I'm wondering what the state of this is. Given that there's a series of MRs, some open and some merged, and that this issue is itself open, would anyone be willing to provide a general summary of the path forward, and what versions of the client will have a fix?

spacez320 on 29 Jan 2019

@spacez320 The workaround was added and it's available in the latest version 9.0.0a1.

tomplus on 29 Jan 2019

🎉1

Issues go stale after 90d of inactivity.
Mark the issue as fresh with /remove-lifecycle stale.
Stale issues rot after an additional 30d of inactivity and eventually close.

If this issue is safe to close now please do so with /close.

Send feedback to sig-testing, kubernetes/test-infra and/or fejta.
/lifecycle stale

fejta-bot on 30 Apr 2019

/remove-lifecycle stale

007 on 30 Apr 2019

Issues go stale after 90d of inactivity.
Mark the issue as fresh with /remove-lifecycle stale.
Stale issues rot after an additional 30d of inactivity and eventually close.

If this issue is safe to close now please do so with /close.

Send feedback to sig-testing, kubernetes/test-infra and/or fejta.
/lifecycle stale

fejta-bot on 29 Jul 2019

@spacez320 could you please verify if the workaround works?

yliaog on 27 Aug 2019

Stale issues rot after 30d of inactivity.
Mark the issue as fresh with /remove-lifecycle rotten.
Rotten issues close after an additional 30d of inactivity.

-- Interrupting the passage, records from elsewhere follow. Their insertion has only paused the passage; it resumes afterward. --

//! Control structures: `iterate` and `route`.
//!
//! Bodies and branches are position arrays re-resolved through the
//! alias index, never pointers, so structural edits between executions
//! cannot leave dangling references. Iteration bindings are scoped to
//! the enclosing iterate node and discarded when it completes.

use serde_json::{Value, json};
use tokio_util::sync::CancellationToken;
use tracing::debug;
use webpilot_core::{Alias, ExecutionId, Position};
use webpilot_expression::evaluate_condition;
use webpilot_store::RecordStatus;
use webpilot_workflow::{
    IterateConfig, Node, NodeRef, OnError, RouteBranch, RouteConfig, Workflow, resolve_refs,
};

use crate::context::{ExecutionScope, snapshot_context};
use crate::effects::mark_record_status;
use crate::error::NodeFailure;
use crate::executor::{DispatchOutcome, Executor, resolve_to_string};
use crate::report::{EffectsSummary, NodeReport, NodeStatus};

/// A failure inside an iterate body or route branch.
pub(crate) struct BodyFailure {
    pub alias: Option<Alias>,
    pub failure: NodeFailure,
}

impl BodyFailure {
    /// Lift the inner failure to the container node, keeping its code
    /// so timeouts and cancellations propagate their status.
    fn lift(self, context: &str) -> NodeFailure {
        let alias = self
            .alias
            .map_or_else(|| "?".to_owned(), |alias| alias.to_string());
        NodeFailure {
            code: self.failure.code,
            message: format!("{context}: node {alias} failed: {}", self.failure.message),
            details: self.failure.details,
        }
    }
}

impl Executor {
    /// Run a body: the positions in order, stop-on-error.
    ///
    /// Returns the reports of every node that ran; the first failure
    /// aborts the rest.
    pub(crate) async fn run_body(
        &self,
        workflow: &Workflow,
        positions: &[Position],
        scope: &mut ExecutionScope,
        cancel: &CancellationToken,
        execution_id: ExecutionId,
    ) -> (Vec<NodeReport>, Option<BodyFailure>) {
        let mut reports = Vec::with_capacity(positions.len());
        for &position in positions {
            if cancel.is_cancelled() {
                return (
                    reports,
                    Some(BodyFailure {
                        alias: None,
                        failure: NodeFailure::cancelled(),
                    }),
                );
            }
            let Some(node) = workflow.node_at(position) else {
                return (
                    reports,
                    Some(BodyFailure {
                        alias: None,
                        failure: NodeFailure::new(
                            "invalid_reference",
                            format!("body position {position} does not exist"),
                        ),
                    }),
                );
            };
            let report =
                Box::pin(self.run_node(workflow, node, scope, cancel, execution_id)).await;
            let failed = report.status != NodeStatus::Success;
            let failure = report.error.clone();
            let alias = report.alias.clone();
            reports.push(report);
            if failed {
                return (
                    reports,
                    Some(BodyFailure {
                        alias: Some(alias),
                        failure: failure.unwrap_or_else(|| {
                            NodeFailure::new("node_failed", "body node failed")
                        }),
                    }),
                );
            }
        }
        (reports, None)
    }

    /// `iterate` -- loop a body over an array or over records.
    pub(crate) async fn run_iterate(
        &self,
        workflow: &Workflow,
        node: &Node,
        config: &IterateConfig,
        scope: &mut ExecutionScope,
        cancel: &CancellationToken,
        execution_id: ExecutionId,
    ) -> DispatchOutcome {
        let positions = self.body_positions(workflow, config.body(), config.body_positions())?;
        let on_error = config.on_error();

        match config {
            IterateConfig::Items { over, variable, .. } => {
                let ctx =
                    snapshot_context(self.store.as_ref(), self.workflow_id, scope).await?;
                let over_value =
                    webpilot_expression::resolve_string(over, &ctx).map_err(NodeFailure::from)?;
                let Value::Array(items) = over_value else {
                    return Err(NodeFailure::new(
                        "invalid_iteration",
                        format!("iterate over {over:?} did not yield an array"),
                    ));
                };

                let total = items.len();
                let mut effects = EffectsSummary::default();
                let mut failed_iterations = Vec::new();

                for (i, element) in items.iter().enumerate() {
                    if cancel.is_cancelled() {
                        return Err(NodeFailure::cancelled());
                    }
                    debug!(alias = %node.alias, iteration = i, total, "iteration started");
                    scope.push_frame();
                    scope.bind(variable.clone(), element.clone());
                    scope.bind(format!("{variable}Index"), json!(i));
                    scope.bind(format!("{variable}Total"), json!(total));

                    let (reports, failure) = self
                        .run_body(workflow, &positions, scope, cancel, execution_id)
                        .await;
                    scope.pop_frame();
                    for report in reports {
                        effects.absorb(report.effects);
                    }

                    if let Some(failure) = failure {
                        if failure.failure.is_cancellation() {
                            return Err(NodeFailure::cancelled());
                        }
                        match on_error {
                            OnError::Abort => {
                                return Err(failure.lift(&format!("iteration {i}")));
                            }
                            OnError::Continue => failed_iterations.push(i),
                        }
                    }
                }

                Ok((
                    Some(json!({
                        "iterations": total,
                        "failed_iterations": failed_iterations,
                    })),
                    effects,
                ))
            }

            IterateConfig::Records {
                over_records,
                as_name,
                ..
            } => {
                let ctx =
                    snapshot_context(self.store.as_ref(), self.workflow_id, scope).await?;
                let pattern = resolve_to_string(over_records, &ctx)?;
                let records = self
                    .store
                    .list_records(self.workflow_id, &pattern)
                    .await
                    .map_err(NodeFailure::from)?;

                let total = records.len();
                let mut effects = EffectsSummary::default();
                let mut failed_records = Vec::new();

                for (i, record) in records.iter().enumerate() {
                    if cancel.is_cancelled() {
                        return Err(NodeFailure::cancelled());
                    }
                    let record_id = record.record_id.clone();
                    debug!(alias = %node.alias, record = %record_id, "record iteration started");

                    mark_record_status(
                        self.store.as_ref(),
                        self.workflow_id,
                        &record_id,
                        RecordStatus::Processing,
                        None,
                    )
                    .await?;

                    scope.push_frame();
                    scope.enter_record(record_id.clone());
                    scope.bind(as_name.clone(), record.merged_view());
                    scope.bind(format!("{as_name}Index"), json!(i));
                    scope.bind(format!("{as_name}Total"), json!(total));

                    let (reports, failure) = self
                        .run_body(workflow, &positions, scope, cancel, execution_id)
                        .await;
                    scope.leave_record();
                    scope.pop_frame();
                    for report in reports {
                        effects.absorb(report.effects);
                    }

                    match failure {
                        None => {
                            mark_record_status(
                                self.store.as_ref(),
                                self.workflow_id,
                                &record_id,
                                RecordStatus::Completed,
                                None,
                            )
                            .await?;
                        }
                        Some(failure) => {
                            if failure.failure.is_cancellation() {
                                return Err(NodeFailure::cancelled());
                            }
                            mark_record_status(
                                self.store.as_ref(),
                                self.workflow_id,
                                &record_id,
                                RecordStatus::Failed,
                                Some(failure.failure.message.clone()),
                            )
                            .await?;
                            match on_error {
                                OnError::Abort => {
                                    return Err(
                                        failure.lift(&format!("record {record_id}"))
                                    );
                                }
                                OnError::Continue => failed_records.push(record_id),
                            }
                        }
                    }
                }

                Ok((
                    Some(json!({
                        "records": total,
                        "failed_records": failed_records,
                    })),
                    effects,
                ))
            }
        }
    }

    /// `route` -- first-match single routing, or collection partitioning.
    pub(crate) async fn run_route(
        &self,
        workflow: &Workflow,
        node: &Node,
        config: &RouteConfig,
        scope: &mut ExecutionScope,
        cancel: &CancellationToken,
        execution_id: ExecutionId,
    ) -> DispatchOutcome {
        match config {
            RouteConfig::Single(branches) => {
                let ctx =
                    snapshot_context(self.store.as_ref(), self.workflow_id, scope).await?;

                let mut selected: Option<&RouteBranch> = None;
                for branch in branches {
                    if evaluate_condition(&branch.condition, &ctx).map_err(NodeFailure::from)? {
                        selected = Some(branch);
                        break;
                    }
                }
                let Some(branch) = selected else {
                    debug!(alias = %node.alias, "no route condition matched");
                    return Ok((Some(json!({ "matched": Value::Null })), EffectsSummary::default()));
                };

                debug!(alias = %node.alias, route = %branch.name, "route matched");
                let positions = self.body_positions(
                    workflow,
                    &branch.branch,
                    branch.branch_positions.as_deref(),
                )?;
                let (reports, failure) = self
                    .run_body(workflow, &positions, scope, cancel, execution_id)
                    .await;
                let mut effects = EffectsSummary::default();
                for report in reports {
                    effects.absorb(report.effects);
                }
                if let Some(failure) = failure {
                    return Err(failure.lift(&format!("route {:?}", branch.name)));
                }
                Ok((Some(json!({ "matched": branch.name })), effects))
            }

            RouteConfig::Collection { over, routes, .. } => {
                let base_ctx =
                    snapshot_context(self.store.as_ref(), self.workflow_id, scope).await?;
                let pattern = resolve_to_string(over, &base_ctx)?;
                let records = self
                    .store
                    .list_records(self.workflow_id, &pattern)
                    .await
                    .map_err(NodeFailure::from)?;

                // Partition: first matching route wins, evaluated per
                // record in declaration order.
                let mut partitions = serde_json::Map::new();
                for route in routes {
                    partitions.insert(route.name.clone(), json!([]));
                }
                for record in &records {
                    let mut ctx = base_ctx.clone();
                    ctx.set_current_record(record.merged_view());
                    for route in routes {
                        if evaluate_condition(&route.condition, &ctx)
                            .map_err(NodeFailure::from)?
                        {
                            if let Some(Value::Array(ids)) = partitions.get_mut(&route.name) {
                                ids.push(json!(record.record_id));
                            }
                            break;
                        }
                    }
                }

                // Branches run with {{route.<name>}} in scope; the
                // bindings are discarded when the route completes.
                scope.push_frame();
                scope.bind("route", Value::Object(partitions.clone()));

                let mut effects = EffectsSummary::default();
                for route in routes {
                    if cancel.is_cancelled() {
                        scope.pop_frame();
                        return Err(NodeFailure::cancelled());
                    }
                    let positions = match self.body_positions(
                        workflow,
                        &route.branch,
                        route.branch_positions.as_deref(),
                    ) {
                        Ok(positions) => positions,
                        Err(failure) => {
                            scope.pop_frame();
                            return Err(failure);
                        }
                    };
                    let (reports, failure) = self
                        .run_body(workflow, &positions, scope, cancel, execution_id)
                        .await;
                    for report in reports {
                        effects.absorb(report.effects);
                    }
                    if let Some(failure) = failure {
                        scope.pop_frame();
                        return Err(failure.lift(&format!("route {:?}", route.name)));
                    }
                }
                scope.pop_frame();

                Ok((Some(json!({ "partitions": partitions })), effects))
            }
        }
    }

    /// Materialize body/branch positions: stored resolution when
    /// present, fresh alias resolution otherwise.
    fn body_positions(
        &self,
        workflow: &Workflow,
        refs: &[NodeRef],
        stored: Option<&[Position]>,
    ) -> Result<Vec<Position>, NodeFailure> {
        if let Some(positions) = stored {
            return Ok(positions.to_vec());
        }
        let index = workflow.index().map_err(NodeFailure::from)?;
        resolve_refs(refs, &index).map_err(NodeFailure::from)
    }
}
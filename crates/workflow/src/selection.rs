//! Execution selection parsing.
//!
//! A selection picks the nodes to execute: `"all"`, or a comma-separated
//! list where each item is an alias, a position, an alias range
//! (`first..last`), or a position range (`2-5`). Duplicates are
//! coalesced and the result is ordered by position.

use webpilot_core::{Alias, Position};

use crate::error::WorkflowError;
use crate::index::AliasIndex;

/// Parse a selection string against an alias index.
pub fn parse_selection(
    selection: &str,
    index: &AliasIndex,
) -> Result<Vec<Position>, WorkflowError> {
    let trimmed = selection.trim();
    if trimmed.is_empty() {
        return Err(bad(selection, "empty selection"));
    }

    if trimmed == "all" {
        return Ok(index.positions().collect());
    }

    let mut positions = Vec::new();
    for item in trimmed.split(',') {
        let item = item.trim();
        if item.is_empty() {
            return Err(bad(selection, "empty item between commas"));
        }
        positions.extend(parse_item(selection, item, index)?);
    }

    positions.sort_unstable();
    positions.dedup();
    Ok(positions)
}

fn parse_item(
    selection: &str,
    item: &str,
    index: &AliasIndex,
) -> Result<Vec<Position>, WorkflowError> {
    // Alias range: `first..last`.
    if let Some((start, end)) = item.split_once("..") {
        let start = resolve_endpoint(selection, start.trim(), index)?;
        let end = resolve_endpoint(selection, end.trim(), index)?;
        return expand_range(start, end);
    }

    // Position range: `n-m` (both sides all digits; aliases may contain
    // dashes, so anything else falls through to single-item parsing).
    if let Some((low, high)) = item.split_once('-') {
        if !low.is_empty()
            && !high.is_empty()
            && low.bytes().all(|b| b.is_ascii_digit())
            && high.bytes().all(|b| b.is_ascii_digit())
        {
            let start = parse_position(selection, low, index)?;
            let end = parse_position(selection, high, index)?;
            return expand_range(start, end);
        }
    }

    Ok(vec![resolve_endpoint(selection, item, index)?])
}

/// A single alias or position.
fn resolve_endpoint(
    selection: &str,
    item: &str,
    index: &AliasIndex,
) -> Result<Position, WorkflowError> {
    if item.bytes().all(|b| b.is_ascii_digit()) {
        return parse_position(selection, item, index);
    }
    let alias = item
        .parse::<Alias>()
        .map_err(|e| bad(selection, format!("{item:?}: {e}")))?;
    index.require_position(&alias)
}

fn parse_position(
    selection: &str,
    digits: &str,
    index: &AliasIndex,
) -> Result<Position, WorkflowError> {
    let ordinal: u32 = digits
        .parse()
        .map_err(|_| bad(selection, format!("invalid position {digits:?}")))?;
    let position = Position::new(ordinal)
        .ok_or_else(|| bad(selection, "positions are 1-based"))?;
    if index.alias_at(position).is_none() {
        return Err(WorkflowError::PositionOutOfRange {
            position,
            len: index.len(),
        });
    }
    Ok(position)
}

fn expand_range(start: Position, end: Position) -> Result<Vec<Position>, WorkflowError> {
    if end < start {
        return Err(WorkflowError::RangeInvalid { start, end });
    }
    let mut positions = Vec::with_capacity((end.get() - start.get() + 1) as usize);
    let mut cursor = start;
    loop {
        positions.push(cursor);
        if cursor == end {
            break;
        }
        cursor = cursor.next();
    }
    Ok(positions)
}

fn bad(selection: &str, reason: impl Into<String>) -> WorkflowError {
    WorkflowError::BadSelection {
        selection: selection.to_owned(),
        reason: reason.into(),
    }
}

#[cfg(test)]
mod tests {
    use super::*;
    use crate::node::{ContextConfig, Node, NodeConfig};
    use pretty_assertions::assert_eq;
    use rstest::rstest;

    fn index(aliases: &[&str]) -> AliasIndex {
        let nodes: Vec<Node> = aliases
            .iter()
            .enumerate()
            .map(|(i, alias)| Node {
                position: Position::new(i as u32 + 1).unwrap(),
                alias: Alias::new(*alias).unwrap(),
                config: NodeConfig::Context(ContextConfig {
                    variables: indexmap::IndexMap::new(),
                }),
                params: None,
            })
            .collect();
        AliasIndex::from_nodes(&nodes).unwrap()
    }

    fn ordinals(positions: &[Position]) -> Vec<u32> {
        positions.iter().map(|p| p.get()).collect()
    }

    #[test]
    fn all_selects_every_position_in_order() {
        let idx = index(&["a", "b", "c"]);
        assert_eq!(ordinals(&parse_selection("all", &idx).unwrap()), vec![1, 2, 3]);
    }

    #[rstest]
    #[case("a", vec![1])]
    #[case("2", vec![2])]
    #[case("a,c", vec![1, 3])]
    #[case("c, a", vec![1, 3])] // ordered by position, not input order
    #[case("a..c", vec![1, 2, 3])]
    #[case("1-2", vec![1, 2])]
    #[case("a,a,1", vec![1])] // duplicates coalesced
    #[case("b..b", vec![2])] // single-element range
    fn selection_forms(#[case] input: &str, #[case] expected: Vec<u32>) {
        let idx = index(&["a", "b", "c"]);
        assert_eq!(ordinals(&parse_selection(input, &idx).unwrap()), expected);
    }

    #[test]
    fn dashed_alias_is_not_a_position_range() {
        let idx = index(&["step-2", "b"]);
        assert_eq!(ordinals(&parse_selection("step-2", &idx).unwrap()), vec![1]);
    }

    #[test]
    fn backwards_range_rejected() {
        let idx = index(&["a", "b"]);
        assert!(matches!(
            parse_selection("b..a", &idx),
            Err(WorkflowError::RangeInvalid { .. })
        ));
    }

    #[test]
    fn unknown_alias_rejected() {
        let idx = index(&["a"]);
        assert!(matches!(
            parse_selection("ghost", &idx),
            Err(WorkflowError::AliasNotFound { .. })
        ));
    }

    #[test]
    fn out_of_range_position_rejected() {
        let idx = index(&["a"]);
        assert!(matches!(
            parse_selection("4", &idx),
            Err(WorkflowError::PositionOutOfRange { .. })
        ));
    }

    #[rstest]
    #[case("")]
    #[case("  ")]
    #[case("a,,b")]
    #[case("0")]
    fn malformed_selections_rejected(#[case] input: &str) {
        let idx = index(&["a", "b"]);
        assert!(parse_selection(input, &idx).is_err());
    }
}
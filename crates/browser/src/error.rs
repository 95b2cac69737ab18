//! Browser errors.

use std::time::Duration;

use webpilot_ai::AiError;
use webpilot_store::StoreError;

/// Errors from browser operations.
#[derive(Debug, Clone, thiserror::Error)]
pub enum BrowserError {
    /// The named tab does not exist.
    #[error("tab not found: {name}")]
    TabNotFound {
        /// The missing tab name.
        name: String,
    },

    /// A selector matched nothing (or an element action on it failed).
    #[error("selector failed: {selector} ({reason})")]
    SelectorFailed {
        /// The selector that failed.
        selector: String,
        /// Driver-specific detail.
        reason: String,
    },

    /// Navigation landed somewhere unexpected, or an operation that was
    /// expected to progress the page did not.
    #[error("navigation failed: {reason}")]
    NavigationFailed {
        /// What mismatched.
        reason: String,
    },

    /// The operation as requested is not executable.
    #[error("invalid browser operation: {reason}")]
    InvalidOperation {
        /// What was wrong.
        reason: String,
    },

    /// A browser operation exceeded its deadline.
    #[error("browser operation {op} timed out after {:?}", deadline)]
    Timeout {
        /// The operation that timed out.
        op: String,
        /// The expired deadline.
        deadline: Duration,
    },

    /// An AI page operation failed.
    #[error(transparent)]
    Ai(#[from] AiError),

    /// Persisting the browser state failed.
    #[error(transparent)]
    Store(#[from] StoreError),

    /// Backend-specific driver failure.
    #[error("browser driver failure: {reason}")]
    Driver {
        /// Driver-specific detail.
        reason: String,
    },
}

impl BrowserError {
    /// Whether this is a transient AI fault that bounded retry may
    /// recover. Deterministic browser failures are never retryable.
    #[must_use]
    pub fn is_transient_ai(&self) -> bool {
        matches!(self, Self::Ai(err) if err.is_retryable())
    }
}

#[cfg(test)]
mod tests {
    use super::*;

    #[test]
    fn transient_ai_detection() {
        let transient = BrowserError::Ai(AiError::Transport {
            reason: "reset".into(),
        });
        assert!(transient.is_transient_ai());

        let refused = BrowserError::Ai(AiError::Refused {
            reason: "no".into(),
        });
        assert!(!refused.is_transient_ai());

        let selector = BrowserError::SelectorFailed {
            selector: "#x".into(),
            reason: "not found".into(),
        };
        assert!(!selector.is_transient_ai());
    }
}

If this issue is safe to close now please do so with /close.

Send feedback to sig-testing, kubernetes/test-infra and/or fejta.
/lifecycle rotten

fejta-bot on 26 Sep 2019

Rotten issues close after 30d of inactivity.
Reopen the issue with /reopen.
Mark the issue as fresh with /remove-lifecycle rotten.

Send feedback to sig-testing, kubernetes/test-infra and/or fejta.
/close

fejta-bot on 26 Oct 2019

@fejta-bot: Closing this issue.

In response to this:

Rotten issues close after 30d of inactivity.
Reopen the issue with /reopen.
Mark the issue as fresh with /remove-lifecycle rotten.

Send feedback to sig-testing, kubernetes/test-infra and/or fejta.
/close

Instructions for interacting with me using PR comments are available here. If you have questions or suggestions related to my behavior, please file an issue against the kubernetes/test-infra repository.